#### RECORD EXTRACTS:
// Loader + report over real xlsx files in a temp directory.
// Run with: cargo test -p confronto-io --test roundtrip

use std::path::{Path, PathBuf};

use rust_xlsxwriter::Workbook;
use tempfile::TempDir;

use confronto_io::{load_grid, run_files, InputPaths, OutputTarget, RunOptions};
use confronto_recon::{Cell, OfficeLabel, ReconConfig, ReconError};

// ---------------------------------------------------------------------------
// Fixtures
// ---------------------------------------------------------------------------

fn write_xlsx(path: &Path, rows: &[Vec<Cell>]) {
    let mut workbook = Workbook::new();
    let sheet = workbook.add_worksheet();
    for (r, row) in rows.iter().enumerate() {
        for (c, cell) in row.iter().enumerate() {
            match cell {
                Cell::Text(s) => {
                    sheet.write_string(r as u32, c as u16, s).unwrap();
                }
                Cell::Number(n) => {
                    sheet.write_number(r as u32, c as u16, *n).unwrap();
                }
                Cell::Empty => {}
            }
        }
    }
    workbook.save(path).unwrap();
}

fn text(s: &str) -> Cell {
    Cell::Text(s.into())
}

fn num(n: f64) -> Cell {
    Cell::Number(n)
}

/// EDAC_001 with bonus data for months 1 and 2.
fn premi_rows() -> Vec<Vec<Cell>> {
    let mut header = vec![Cell::Empty];
    let mut fields = vec![text("Rows")];
    let mut line = vec![text("responsabili_area")];
    for (month, addon, final_premium) in [(1.0, 5.0, 105.0), (2.0, 0.0, 50.0)] {
        header.extend([num(month), Cell::Empty, Cell::Empty]);
        fields.extend([text("Premio calcolato"), text("Addon"), text("Premio finale")]);
        line.extend([num(0.0), num(addon), num(final_premium)]);
    }
    vec![
        vec![text("Premi_Mensili_x_Sede")],
        Vec::new(),
        Vec::new(),
        header,
        fields,
        vec![text("EDAC_001")],
        line,
    ]
}

/// Month-split margins; `detail = false` leaves only the TOTALE row.
fn importo_rows(detail: bool) -> Vec<Vec<Cell>> {
    let mut month_row = vec![Cell::Empty, Cell::Empty];
    let mut field_row = vec![text("Sezione"), text("Descrizione")];
    let mut total_row = vec![text("Z"), text("TOTALE MNA - MARGINE NETTO DI AREA")];
    let mut mna_row = vec![text("A"), text("MNA - Margine Netto di Area")];
    for month in 1..=12 {
        month_row.push(num(month as f64));
        field_row.push(text("Importo"));
        total_row.push(num(10_000.0));
        mna_row.push(num(if month <= 2 { 1000.0 } else { 0.0 }));
    }
    let mut rows = vec![
        vec![text("Sum of Importo")],
        Vec::new(),
        month_row,
        field_row,
        vec![text("A"), text("Ricavi")],
        total_row,
    ];
    if detail {
        rows.push(mna_row);
    }
    rows
}

/// CORE rows for EDAC_001 (months 1, 2) and EDAC_002 (month 1, no bonus).
fn obiettivo_rows() -> Vec<Vec<Cell>> {
    let mut rows = vec![vec![text("Sum of Obiettivoprev")]];
    rows.extend(std::iter::repeat(Vec::new()).take(4));
    for (office, month, production, collected) in [
        ("EDAC_001", 1.0, 200.0, 190.0),
        ("EDAC_001", 2.0, 200.0, 100.0),
        ("EDAC_002", 1.0, 0.0, 0.0),
    ] {
        let mut row = vec![Cell::Empty; 25];
        row[0] = text(office);
        row[2] = num(2024.0);
        row[3] = num(month);
        row[6] = text("CORE");
        row[16] = num(production);
        row[20] = num(production);
        row[24] = num(collected);
        rows.push(row);
    }
    rows
}

struct Fixture {
    dir: TempDir,
    paths: InputPaths,
}

fn fixture(detail_margin_row: bool) -> Fixture {
    let dir = tempfile::tempdir().unwrap();
    let paths = InputPaths {
        premi: dir.path().join("premi.xlsx"),
        importo: dir.path().join("importo.xlsx"),
        obiettivo: dir.path().join("obiettivo.xlsx"),
    };
    write_xlsx(&paths.premi, &premi_rows());
    write_xlsx(&paths.importo, &importo_rows(detail_margin_row));
    write_xlsx(&paths.obiettivo, &obiettivo_rows());
    Fixture { dir, paths }
}

fn options(dir: &Path) -> RunOptions {
    RunOptions {
        config: ReconConfig::default(),
        output: OutputTarget::Dir(dir.to_path_buf()),
    }
}

fn xlsx_files(dir: &Path) -> Vec<PathBuf> {
    let mut files: Vec<PathBuf> = std::fs::read_dir(dir)
        .unwrap()
        .map(|e| e.unwrap().path())
        .filter(|p| p.file_name().unwrap().to_string_lossy().starts_with("confronto_"))
        .collect();
    files.sort();
    files
}

// ---------------------------------------------------------------------------
// Tests
// ---------------------------------------------------------------------------

#[test]
fn full_run_writes_report() {
    let fx = fixture(true);
    let summary = run_files(&fx.paths, &options(fx.dir.path())).unwrap();

    assert_eq!(summary.output, fx.dir.path().join("confronto_multi_ra_mna.xlsx"));
    assert_eq!(summary.label, OfficeLabel::Multi);
    assert_eq!(summary.rows, 3);
    assert_eq!(summary.offices, 2);
    assert_eq!(summary.offices_without_bonus, vec!["EDAC_002".to_string()]);
    assert!(summary.warnings.is_empty());
    assert!((summary.totals.legacy_core - 150.0).abs() < 1e-9);

    let report = load_grid(&summary.output).unwrap();
    let headers: Vec<_> = report.row(0).iter().map(|c| c.label().into_owned()).collect();
    assert_eq!(headers[0], "Anno");
    assert_eq!(headers[12], "Δ core");
    assert_eq!(report.len(), 4);

    // (2024, 1, EDAC_001), (2024, 1, EDAC_002), (2024, 2, EDAC_001)
    assert_eq!(report.cell(1, 2).label(), "EDAC_001");
    assert_eq!(report.cell(2, 2).label(), "EDAC_002");
    assert_eq!(report.cell(3, 1).as_integer(), Some(2));

    // EDAC_001 January: ratio 0.95, K 1, addon 5, legacy core 100
    assert_eq!(report.cell(1, 7).as_number(), Some(0.95));
    assert_eq!(report.cell(1, 8).as_number(), Some(1.0));
    assert_eq!(report.cell(1, 9).as_number(), Some(5.0));
    assert_eq!(report.cell(1, 10).as_number(), Some(100.0));

    // EDAC_002 has no production: ratio and K are blank
    assert!(report.cell(2, 7).is_empty());
    assert!(report.cell(2, 8).is_empty());
}

#[test]
fn single_office_names_the_file() {
    let fx = fixture(true);
    let mut rows = obiettivo_rows();
    rows.pop();
    write_xlsx(&fx.paths.obiettivo, &rows);

    let summary = run_files(&fx.paths, &options(fx.dir.path())).unwrap();
    assert_eq!(summary.label, OfficeLabel::Single("EDAC_001".into()));
    assert!(summary.output.ends_with("confronto_EDAC_001_ra_mna.xlsx"));
    assert!(summary.output.exists());
}

#[test]
fn explicit_output_path_is_used() {
    let fx = fixture(true);
    let target = fx.dir.path().join("custom.xlsx");
    let opts = RunOptions { output: OutputTarget::File(target.clone()), ..options(fx.dir.path()) };

    let summary = run_files(&fx.paths, &opts).unwrap();
    assert_eq!(summary.output, target);
    assert!(target.exists());
    assert!(!fx.dir.path().join("custom.xlsx.tmp").exists());
}

#[test]
fn total_fallback_warns_by_default() {
    let fx = fixture(false);
    let summary = run_files(&fx.paths, &options(fx.dir.path())).unwrap();
    assert_eq!(summary.warnings.len(), 1);
    assert!(summary.warnings[0].contains("TOTALE"), "{:?}", summary.warnings);
}

#[test]
fn total_fallback_fails_in_strict_mode() {
    let fx = fixture(false);
    let mut opts = options(fx.dir.path());
    opts.config.strict_margin_row = true;

    let err = run_files(&fx.paths, &opts).unwrap_err();
    assert!(matches!(err, ReconError::SuspectMarginRow { .. }), "{err}");
    assert!(xlsx_files(fx.dir.path()).is_empty());
}

#[test]
fn validation_failure_writes_nothing() {
    let fx = fixture(true);
    let mut rows = importo_rows(true);
    // drop the July column
    for row in rows.iter_mut() {
        if row.len() > 8 {
            row[8] = Cell::Empty;
        }
    }
    write_xlsx(&fx.paths.importo, &rows);

    let err = run_files(&fx.paths, &options(fx.dir.path())).unwrap_err();
    assert!(err.to_string().contains("missing month(s): 7 "), "{err}");
    assert!(xlsx_files(fx.dir.path()).is_empty());
}

#[test]
fn unreadable_input_names_its_kind() {
    let fx = fixture(true);
    std::fs::write(&fx.paths.obiettivo, b"plain text, not a workbook").unwrap();

    let err = run_files(&fx.paths, &options(fx.dir.path())).unwrap_err();
    match &err {
        ReconError::UnreadableFile { input, .. } => {
            assert_eq!(*input, Some(confronto_recon::InputKind::Obiettivoprev));
        }
        other => panic!("unexpected error: {other}"),
    }
}

#[test]
fn missing_output_dir_is_a_write_error() {
    let fx = fixture(true);
    let err = run_files(&fx.paths, &options(&fx.dir.path().join("nope"))).unwrap_err();
    assert!(matches!(err, ReconError::ReportWrite(_)), "{err}");
}
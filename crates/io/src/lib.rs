// File I/O and the end-to-end run

pub mod load;
pub mod naming;
pub mod pipeline;
pub mod precheck;
pub mod report;

pub use load::{load_grid, load_grid_from_bytes};
pub use naming::report_file_name;
pub use pipeline::{load_all, run_files, InputPaths, OutputTarget, RunOptions, RunSummary, RunTotals};
pub use precheck::{precheck, precheck_one, PrecheckEntry, PrecheckReport, PrecheckSequence, PrecheckStatus};
pub use report::{render_report, write_report};

/// Version stamped into run summaries.
pub const ENGINE_VERSION: &str = env!("CARGO_PKG_VERSION");
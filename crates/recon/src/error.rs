use std::fmt;

use crate::model::InputKind;

/// How many office names to list in an incoherence message.
const MAX_LISTED_OFFICES: usize = 5;

#[derive(Debug, Clone, PartialEq)]
pub enum ReconError {
    /// Input file could not be decoded as a spreadsheet.
    UnreadableFile {
        input: Option<InputKind>,
        path: String,
        reason: String,
    },
    /// A structural precondition of an input layout is not met.
    Validation { input: InputKind, reason: String },
    /// Bonus and objective data share no office.
    IncoherentInputs {
        bonus_offices: Vec<String>,
        objective_offices: Vec<String>,
    },
    /// Only TOTALE margin rows exist and strict mode rejects them.
    SuspectMarginRow { label: String },
    /// TOML parse / deserialization error.
    ConfigParse(String),
    /// Config validation error (bad tier table, sheet name, etc.).
    ConfigValidation(String),
    /// The report could not be rendered or saved.
    ReportWrite(String),
}

impl ReconError {
    pub fn validation(input: InputKind, reason: impl Into<String>) -> Self {
        Self::Validation { input, reason: reason.into() }
    }

    /// Attach the input kind to an [`ReconError::UnreadableFile`].
    pub fn for_input(self, kind: InputKind) -> Self {
        match self {
            Self::UnreadableFile { path, reason, .. } => {
                Self::UnreadableFile { input: Some(kind), path, reason }
            }
            other => other,
        }
    }

    /// The input this error is about, if any.
    pub fn input(&self) -> Option<InputKind> {
        match self {
            Self::UnreadableFile { input, .. } => *input,
            Self::Validation { input, .. } => Some(*input),
            Self::SuspectMarginRow { .. } => Some(InputKind::SumImporto),
            _ => None,
        }
    }
}

fn list_offices(offices: &[String]) -> String {
    if offices.is_empty() {
        return "none".into();
    }
    let mut listed = offices
        .iter()
        .take(MAX_LISTED_OFFICES)
        .cloned()
        .collect::<Vec<_>>()
        .join(", ");
    if offices.len() > MAX_LISTED_OFFICES {
        listed.push_str(&format!(" (+{} more)", offices.len() - MAX_LISTED_OFFICES));
    }
    listed
}

impl fmt::Display for ReconError {
    fn fmt(&self, f: &mut fmt::Formatter<'_>) -> fmt::Result {
        match self {
            Self::UnreadableFile { input: Some(kind), path, reason } => {
                write!(f, "{kind}: cannot read '{path}' as a spreadsheet: {reason}")
            }
            Self::UnreadableFile { input: None, path, reason } => {
                write!(f, "cannot read '{path}' as a spreadsheet: {reason}")
            }
            Self::Validation { input, reason } => write!(f, "{input}: {reason}"),
            Self::IncoherentInputs { bonus_offices, objective_offices } => write!(
                f,
                "incoherent inputs: no office in common between {} [{}] and {} [{}]",
                InputKind::PremiMensili,
                list_offices(bonus_offices),
                InputKind::Obiettivoprev,
                list_offices(objective_offices),
            ),
            Self::SuspectMarginRow { label } => write!(
                f,
                "{}: only a total MNA row was found ('{label}'); refusing to use an aggregate figure",
                InputKind::SumImporto,
            ),
            Self::ConfigParse(msg) => write!(f, "config parse error: {msg}"),
            Self::ConfigValidation(msg) => write!(f, "config validation error: {msg}"),
            Self::ReportWrite(msg) => write!(f, "cannot write report: {msg}"),
        }
    }
}

impl std::error::Error for ReconError {}
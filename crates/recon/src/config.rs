use serde::Deserialize;

use crate::error::ReconError;

/// Excel's sheet-name length limit.
const MAX_SHEET_NAME_LEN: usize = 31;

// ---------------------------------------------------------------------------
// Top-level config
// ---------------------------------------------------------------------------

/// Formula and report constants. `Default` reproduces the standard rules;
/// a TOML file may override any subset.
#[derive(Debug, Clone, PartialEq, Deserialize)]
#[serde(default, deny_unknown_fields)]
pub struct ReconConfig {
    /// Share of an office's total margin that forms its bonus pool.
    pub pool_rate: f64,
    /// Which margin sum `pool_rate` is applied to.
    pub pool_basis: PoolBasis,
    /// Collection-ratio tiers, evaluated top-down.
    pub tiers: Vec<Tier>,
    /// Fail instead of warning when only a TOTALE margin row exists.
    pub strict_margin_row: bool,
    pub report: ReportConfig,
}

impl Default for ReconConfig {
    fn default() -> Self {
        Self {
            pool_rate: 0.05,
            pool_basis: PoolBasis::default(),
            tiers: vec![
                Tier { min_ratio: 0.9, k: 1.0 },
                Tier { min_ratio: 0.8, k: 0.8 },
                Tier { min_ratio: 0.7, k: 0.5 },
            ],
            strict_margin_row: false,
            report: ReportConfig::default(),
        }
    }
}

/// Margin sum the pool is computed from. Allocation weights always use
/// positive margins only, and the pool is never negative.
#[derive(Debug, Clone, Copy, PartialEq, Eq, Default, Deserialize)]
#[serde(rename_all = "snake_case")]
pub enum PoolBasis {
    /// Positive margins only.
    #[default]
    PositiveMargin,
    /// All finite margins, losses included; floored at zero.
    NetMargin,
}

// ---------------------------------------------------------------------------
// Tiers
// ---------------------------------------------------------------------------

/// A ratio at or above `min_ratio` earns coefficient `k`.
#[derive(Debug, Clone, Copy, PartialEq, Deserialize)]
#[serde(deny_unknown_fields)]
pub struct Tier {
    pub min_ratio: f64,
    pub k: f64,
}

// ---------------------------------------------------------------------------
// Report
// ---------------------------------------------------------------------------

#[derive(Debug, Clone, PartialEq, Deserialize)]
#[serde(default, deny_unknown_fields)]
pub struct ReportConfig {
    pub sheet_name: String,
    pub currency_symbol: String,
    /// Collection ratios at or above this are filled green.
    pub ratio_green_threshold: f64,
}

impl Default for ReportConfig {
    fn default() -> Self {
        Self {
            sheet_name: "Confronto".into(),
            currency_symbol: "€".into(),
            ratio_green_threshold: 0.70,
        }
    }
}

// ---------------------------------------------------------------------------
// Parsing + validation
// ---------------------------------------------------------------------------

impl ReconConfig {
    pub fn from_toml(input: &str) -> Result<Self, ReconError> {
        let config: ReconConfig =
            toml::from_str(input).map_err(|e| ReconError::ConfigParse(e.to_string()))?;
        config.validate()?;
        Ok(config)
    }

    pub fn validate(&self) -> Result<(), ReconError> {
        if !self.pool_rate.is_finite() || self.pool_rate < 0.0 {
            return Err(ReconError::ConfigValidation(format!(
                "pool_rate must be a non-negative number, got {}",
                self.pool_rate
            )));
        }

        if self.tiers.is_empty() {
            return Err(ReconError::ConfigValidation("at least one tier is required".into()));
        }

        for (i, tier) in self.tiers.iter().enumerate() {
            if !(0.0..=1.0).contains(&tier.min_ratio) {
                return Err(ReconError::ConfigValidation(format!(
                    "tier {}: min_ratio must be within [0, 1], got {}",
                    i + 1,
                    tier.min_ratio
                )));
            }
            if !tier.k.is_finite() || tier.k < 0.0 {
                return Err(ReconError::ConfigValidation(format!(
                    "tier {}: k must be a non-negative number, got {}",
                    i + 1,
                    tier.k
                )));
            }
        }

        // Top-down evaluation only makes sense for strictly descending thresholds
        if self.tiers.windows(2).any(|w| w[1].min_ratio >= w[0].min_ratio) {
            return Err(ReconError::ConfigValidation(
                "tiers must be listed by strictly descending min_ratio".into(),
            ));
        }

        self.report.validate()
    }

    /// Coefficient for an already-clamped ratio; 0 below the lowest tier.
    pub fn tier_coefficient(&self, ratio: f64) -> f64 {
        self.tiers
            .iter()
            .find(|tier| ratio >= tier.min_ratio)
            .map(|tier| tier.k)
            .unwrap_or(0.0)
    }
}

impl ReportConfig {
    pub fn validate(&self) -> Result<(), ReconError> {
        let name = self.sheet_name.trim();
        if name.is_empty() {
            return Err(ReconError::ConfigValidation("report.sheet_name must not be empty".into()));
        }
        if name.chars().count() > MAX_SHEET_NAME_LEN {
            return Err(ReconError::ConfigValidation(format!(
                "report.sheet_name must be at most {MAX_SHEET_NAME_LEN} characters"
            )));
        }
        if name.contains(['[', ']', ':', '*', '?', '/', '\\']) {
            return Err(ReconError::ConfigValidation(format!(
                "report.sheet_name '{name}' contains a character Excel does not allow"
            )));
        }
        if !self.ratio_green_threshold.is_finite() {
            return Err(ReconError::ConfigValidation(
                "report.ratio_green_threshold must be a number".into(),
            ));
        }
        Ok(())
    }
}

#[cfg(test)]
mod tests {
    use super::*;

    #[test]
    fn empty_toml_is_default() {
        let config = ReconConfig::from_toml("").unwrap();
        assert_eq!(config, ReconConfig::default());
    }

    #[test]
    fn default_tiers_match_table() {
        let config = ReconConfig::default();
        assert_eq!(config.tier_coefficient(0.95), 1.0);
        assert_eq!(config.tier_coefficient(0.9), 1.0);
        assert_eq!(config.tier_coefficient(0.85), 0.8);
        assert_eq!(config.tier_coefficient(0.75), 0.5);
        assert_eq!(config.tier_coefficient(0.7), 0.5);
        assert_eq!(config.tier_coefficient(0.65), 0.0);
        assert_eq!(config.tier_coefficient(0.0), 0.0);
    }

    #[test]
    fn partial_override_keeps_other_defaults() {
        let config = ReconConfig::from_toml(
            r#"
pool_rate = 0.1

[report]
currency_symbol = "EUR"
"#,
        )
        .unwrap();
        assert_eq!(config.pool_rate, 0.1);
        assert_eq!(config.tiers, ReconConfig::default().tiers);
        assert_eq!(config.report.currency_symbol, "EUR");
        assert_eq!(config.report.sheet_name, "Confronto");
    }

    #[test]
    fn custom_tiers() {
        let config = ReconConfig::from_toml(
            r#"
[[tiers]]
min_ratio = 0.5
k = 2.0
"#,
        )
        .unwrap();
        assert_eq!(config.tier_coefficient(0.6), 2.0);
        assert_eq!(config.tier_coefficient(0.4), 0.0);
    }

    #[test]
    fn rejects_unsorted_tiers() {
        let err = ReconConfig::from_toml(
            r#"
[[tiers]]
min_ratio = 0.7
k = 0.5

[[tiers]]
min_ratio = 0.9
k = 1.0
"#,
        )
        .unwrap_err();
        assert!(matches!(err, ReconError::ConfigValidation(_)), "{err}");
    }

    #[test]
    fn rejects_negative_pool_rate() {
        let err = ReconConfig::from_toml("pool_rate = -0.05").unwrap_err();
        assert!(err.to_string().contains("pool_rate"));
    }

    #[test]
    fn rejects_bad_sheet_name() {
        let err = ReconConfig::from_toml("[report]\nsheet_name = \"a/b\"").unwrap_err();
        assert!(matches!(err, ReconError::ConfigValidation(_)));
    }

    #[test]
    fn pool_basis_from_toml() {
        let config = ReconConfig::from_toml("pool_basis = \"positive_margin\"").unwrap();
        assert_eq!(config.pool_basis, PoolBasis::PositiveMargin);
        assert_eq!(ReconConfig::default().pool_basis, PoolBasis::PositiveMargin);

        let config = ReconConfig::from_toml("pool_basis = \"net_margin\"").unwrap();
        assert_eq!(config.pool_basis, PoolBasis::NetMargin);

        let err = ReconConfig::from_toml("pool_basis = \"gross\"").unwrap_err();
        assert!(matches!(err, ReconError::ConfigParse(_)));
    }

    #[test]
    fn rejects_unknown_keys() {
        let err = ReconConfig::from_toml("pool = 1").unwrap_err();
        assert!(matches!(err, ReconError::ConfigParse(_)));
    }
}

#### WHAT THE TASK REQUIRES:
Retype only the stretch of lines above starting at the one with "assert_eq!(report.cell(3, 1).as_integer(), Some(2));" and stopping at the one with "assert!(report.cell(2, 7).is_empty());", exactly as written, with both kept.

#### THE COMPLETED TASK:
    assert_eq!(report.cell(3, 1).as_integer(), Some(2));

    // EDAC_001 January: ratio 0.95, K 1, addon 5, legacy core 100
    assert_eq!(report.cell(1, 7).as_number(), Some(0.95));
    assert_eq!(report.cell(1, 8).as_number(), Some(1.0));
    assert_eq!(report.cell(1, 9).as_number(), Some(5.0));
    assert_eq!(report.cell(1, 10).as_number(), Some(100.0));

    // EDAC_002 has no production: ratio and K are blank
    assert!(report.cell(2, 7).is_empty());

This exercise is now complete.